*Task statement*
Give back all of the data exactly. Leave nothing out.

============

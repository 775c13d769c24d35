//! Client for an OpenAI-compatible chat-completions endpoint.
//!
//! Request structs are built by the [`crate::workbench::Workbench`] request
//! builders and carry the token their response must echo back. The client
//! makes one call per operation: no retry, no backoff, no streaming.

pub mod parse;
pub mod prompts;

use serde::{Deserialize, Serialize};
use tracing::debug;

use crate::config::AssistantConfig;
use crate::error::AssistantError;
use crate::types::{Analysis, ChatMessage, ProjectAnalysis};

#[derive(Debug, Clone, PartialEq)]
pub struct FixRequest {
    pub token: u64,
    pub project_id: String,
    pub file_id: String,
    pub path: String,
    pub content: String,
    pub instruction: String,
    pub language: String,
    /// Every project path, newline-joined.
    pub context: String,
}

#[derive(Debug, Clone, PartialEq)]
pub struct AnalysisRequest {
    pub token: u64,
    pub project_id: String,
    pub file_id: String,
    pub path: String,
    pub content: String,
    pub language: String,
    pub context: String,
}

#[derive(Debug, Clone, PartialEq)]
pub struct TestsRequest {
    pub token: u64,
    pub project_id: String,
    pub file_id: String,
    pub path: String,
    pub content: String,
    pub language: String,
}

#[derive(Debug, Clone, PartialEq)]
pub struct ChatRequest {
    pub token: u64,
    pub project_id: String,
    pub question: String,
    /// Earlier turns, oldest first, without the question itself.
    pub transcript: Vec<ChatMessage>,
    /// `(path, content)` of the file open in the editor.
    pub active_file: Option<(String, String)>,
    pub context: String,
}

#[derive(Debug, Clone, PartialEq)]
pub struct ProjectAnalysisRequest {
    pub token: u64,
    pub project_id: String,
    pub name: String,
    /// `(path, excerpt)` per file.
    pub files: Vec<(String, String)>,
}

#[derive(Debug, Clone, PartialEq, Serialize)]
pub struct WireMessage {
    pub role: &'static str,
    pub content: String,
}

#[derive(Debug, Serialize)]
struct CompletionRequest<'a> {
    model: &'a str,
    messages: &'a [WireMessage],
    temperature: f32,
}

#[derive(Debug, Deserialize)]
struct CompletionResponse {
    #[serde(default)]
    choices: Vec<Choice>,
}

#[derive(Debug, Deserialize)]
struct Choice {
    message: ChoiceMessage,
}

#[derive(Debug, Deserialize)]
struct ChoiceMessage {
    #[serde(default)]
    content: Option<String>,
}

#[derive(Debug, Clone)]
pub struct AssistantClient {
    http: reqwest::Client,
    base_url: String,
    model: String,
    api_key: Option<String>,
    temperature: f32,
}

impl AssistantClient {
    /// Builds a client from the `[assistant]` config table. The API key is
    /// read from the configured environment variable; without one, requests
    /// go out unauthenticated (local model servers).
    ///
    /// # Errors
    ///
    /// Returns `AssistantError::Http` if the TLS backend cannot be initialised.
    pub fn from_config(cfg: &AssistantConfig) -> Result<Self, AssistantError> {
        let http = reqwest::Client::builder()
            .user_agent(concat!("revbench/", env!("CARGO_PKG_VERSION")))
            .build()?;
        Ok(Self {
            http,
            base_url: cfg.base_url.trim_end_matches('/').to_owned(),
            model: cfg.model.clone(),
            api_key: cfg.api_key(),
            temperature: cfg.temperature,
        })
    }

    pub fn with_base_url(mut self, base_url: &str) -> Self {
        self.base_url = base_url.trim_end_matches('/').to_owned();
        self
    }

    pub fn with_api_key(mut self, api_key: Option<String>) -> Self {
        self.api_key = api_key;
        self
    }

    pub fn model(&self) -> &str {
        &self.model
    }

    /// Sends one chat-completions call and returns the first choice's text.
    ///
    /// # Errors
    ///
    /// `Http` for transport failures, `Status` for non-success responses,
    /// `EmptyResponse` when the reply has no usable text.
    pub async fn complete(&self, messages: &[WireMessage]) -> Result<String, AssistantError> {
        let url = format!("{}/chat/completions", self.base_url);
        let body = CompletionRequest { model: &self.model, messages, temperature: self.temperature };

        let mut req = self.http.post(&url).json(&body);
        if let Some(key) = &self.api_key {
            req = req.bearer_auth(key);
        }
        let resp = req.send().await?;
        let status = resp.status();
        if !status.is_success() {
            let body = resp.text().await.unwrap_or_default();
            return Err(AssistantError::Status { status: status.as_u16(), body });
        }

        let parsed: CompletionResponse = resp.json().await?;
        let text = parsed
            .choices
            .into_iter()
            .next()
            .and_then(|c| c.message.content)
            .filter(|t| !t.trim().is_empty())
            .ok_or(AssistantError::EmptyResponse)?;
        debug!(model = %self.model, chars = text.len(), "completion received");
        Ok(text)
    }

    /// # Errors
    ///
    /// Any `complete` error, or `MalformedAnalysis`.
    pub async fn analyze_file(&self, req: &AnalysisRequest) -> Result<Analysis, AssistantError> {
        let reply = self.complete(&prompts::analysis(req)).await?;
        parse::parse_analysis(&reply)
    }

    /// # Errors
    ///
    /// Any `complete` error, or `MalformedAnalysis`.
    pub async fn analyze_project(&self, req: &ProjectAnalysisRequest) -> Result<ProjectAnalysis, AssistantError> {
        let reply = self.complete(&prompts::project_analysis(req)).await?;
        parse::parse_project_analysis(&reply)
    }

    /// Returns the full replacement content for the file, fences stripped.
    ///
    /// # Errors
    ///
    /// Any `complete` error.
    pub async fn propose_fix(&self, req: &FixRequest) -> Result<String, AssistantError> {
        let reply = self.complete(&prompts::fix(req)).await?;
        Ok(parse::strip_code_fences(&reply))
    }

    /// # Errors
    ///
    /// Any `complete` error.
    pub async fn chat(&self, req: &ChatRequest) -> Result<String, AssistantError> {
        let reply = self.complete(&prompts::chat(req)).await?;
        Ok(reply.trim().to_owned())
    }

    /// # Errors
    ///
    /// Any `complete` error.
    pub async fn generate_tests(&self, req: &TestsRequest) -> Result<String, AssistantError> {
        let reply = self.complete(&prompts::tests(req)).await?;
        Ok(parse::strip_code_fences(&reply))
    }
}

============

*Task solution*
repository 775c13d769c24d35
//! Client for an OpenAI-compatible chat-completions endpoint.
//!
//! Request structs are built by the [`crate::workbench::Workbench`] request
//! builders and carry the token their response must echo back. The client
//! makes one call per operation: no retry, no backoff, no streaming.

pub mod parse;
pub mod prompts;

use serde::{Deserialize, Serialize};
use tracing::debug;

use crate::config::AssistantConfig;
use crate::error::AssistantError;
use crate::types::{Analysis, ChatMessage, ProjectAnalysis};

#[derive(Debug, Clone, PartialEq)]
pub struct FixRequest {
    pub token: u64,
    pub project_id: String,
    pub file_id: String,
    pub path: String,
    pub content: String,
    pub instruction: String,
    pub language: String,
    /// Every project path, newline-joined.
    pub context: String,
}

#[derive(Debug, Clone, PartialEq)]
pub struct AnalysisRequest {
    pub token: u64,
    pub project_id: String,
    pub file_id: String,
    pub path: String,
    pub content: String,
    pub language: String,
    pub context: String,
}

#[derive(Debug, Clone, PartialEq)]
pub struct TestsRequest {
    pub token: u64,
    pub project_id: String,
    pub file_id: String,
    pub path: String,
    pub content: String,
    pub language: String,
}

#[derive(Debug, Clone, PartialEq)]
pub struct ChatRequest {
    pub token: u64,
    pub project_id: String,
    pub question: String,
    /// Earlier turns, oldest first, without the question itself.
    pub transcript: Vec<ChatMessage>,
    /// `(path, content)` of the file open in the editor.
    pub active_file: Option<(String, String)>,
    pub context: String,
}

#[derive(Debug, Clone, PartialEq)]
pub struct ProjectAnalysisRequest {
    pub token: u64,
    pub project_id: String,
    pub name: String,
    /// `(path, excerpt)` per file.
    pub files: Vec<(String, String)>,
}

#[derive(Debug, Clone, PartialEq, Serialize)]
pub struct WireMessage {
    pub role: &'static str,
    pub content: String,
}

#[derive(Debug, Serialize)]
struct CompletionRequest<'a> {
    model: &'a str,
    messages: &'a [WireMessage],
    temperature: f32,
}

#[derive(Debug, Deserialize)]
struct CompletionResponse {
    #[serde(default)]
    choices: Vec<Choice>,
}

#[derive(Debug, Deserialize)]
struct Choice {
    message: ChoiceMessage,
}

#[derive(Debug, Deserialize)]
struct ChoiceMessage {
    #[serde(default)]
    content: Option<String>,
}

#[derive(Debug, Clone)]
pub struct AssistantClient {
    http: reqwest::Client,
    base_url: String,
    model: String,
    api_key: Option<String>,
    temperature: f32,
}

impl AssistantClient {
    /// Builds a client from the `[assistant]` config table. The API key is
    /// read from the configured environment variable; without one, requests
    /// go out unauthenticated (local model servers).
    ///
    /// # Errors
    ///
    /// Returns `AssistantError::Http` if the TLS backend cannot be initialised.
    pub fn from_config(cfg: &AssistantConfig) -> Result<Self, AssistantError> {
        let http = reqwest::Client::builder()
            .user_agent(concat!("revbench/", env!("CARGO_PKG_VERSION")))
            .build()?;
        Ok(Self {
            http,
            base_url: cfg.base_url.trim_end_matches('/').to_owned(),
            model: cfg.model.clone(),
            api_key: cfg.api_key(),
            temperature: cfg.temperature,
        })
    }

    pub fn with_base_url(mut self, base_url: &str) -> Self {
        self.base_url = base_url.trim_end_matches('/').to_owned();
        self
    }

    pub fn with_api_key(mut self, api_key: Option<String>) -> Self {
        self.api_key = api_key;
        self
    }

    pub fn model(&self) -> &str {
        &self.model
    }

    /// Sends one chat-completions call and returns the first choice's text.
    ///
    /// # Errors
    ///
    /// `Http` for transport failures, `Status` for non-success responses,
    /// `EmptyResponse` when the reply has no usable text.
    pub async fn complete(&self, messages: &[WireMessage]) -> Result<String, AssistantError> {
        let url = format!("{}/chat/completions", self.base_url);
        let body = CompletionRequest { model: &self.model, messages, temperature: self.temperature };

        let mut req = self.http.post(&url).json(&body);
        if let Some(key) = &self.api_key {
            req = req.bearer_auth(key);
        }
        let resp = req.send().await?;
        let status = resp.status();
        if !status.is_success() {
            let body = resp.text().await.unwrap_or_default();
            return Err(AssistantError::Status { status: status.as_u16(), body });
        }

        let parsed: CompletionResponse = resp.json().await?;
        let text = parsed
            .choices
            .into_iter()
            .next()
            .and_then(|c| c.message.content)
            .filter(|t| !t.trim().is_empty())
            .ok_or(AssistantError::EmptyResponse)?;
        debug!(model = %self.model, chars = text.len(), "completion received");
        Ok(text)
    }

    /// # Errors
    ///
    /// Any `complete` error, or `MalformedAnalysis`.
    pub async fn analyze_file(&self, req: &AnalysisRequest) -> Result<Analysis, AssistantError> {
        let reply = self.complete(&prompts::analysis(req)).await?;
        parse::parse_analysis(&reply)
    }

    /// # Errors
    ///
    /// Any `complete` error, or `MalformedAnalysis`.
    pub async fn analyze_project(&self, req: &ProjectAnalysisRequest) -> Result<ProjectAnalysis, AssistantError> {
        let reply = self.complete(&prompts::project_analysis(req)).await?;
        parse::parse_project_analysis(&reply)
    }

    /// Returns the full replacement content for the file, fences stripped.
    ///
    /// # Errors
    ///
    /// Any `complete` error.
    pub async fn propose_fix(&self, req: &FixRequest) -> Result<String, AssistantError> {
        let reply = self.complete(&prompts::fix(req)).await?;
        Ok(parse::strip_code_fences(&reply))
    }

    /// # Errors
    ///
    /// Any `complete` error.
    pub async fn chat(&self, req: &ChatRequest) -> Result<String, AssistantError> {
        let reply = self.complete(&prompts::chat(req)).await?;
        Ok(reply.trim().to_owned())
    }

    /// # Errors
    ///
    /// Any `complete` error.
    pub async fn generate_tests(&self, req: &TestsRequest) -> Result<String, AssistantError> {
        let reply = self.complete(&prompts::tests(req)).await?;
        Ok(parse::strip_code_fences(&reply))
    }
}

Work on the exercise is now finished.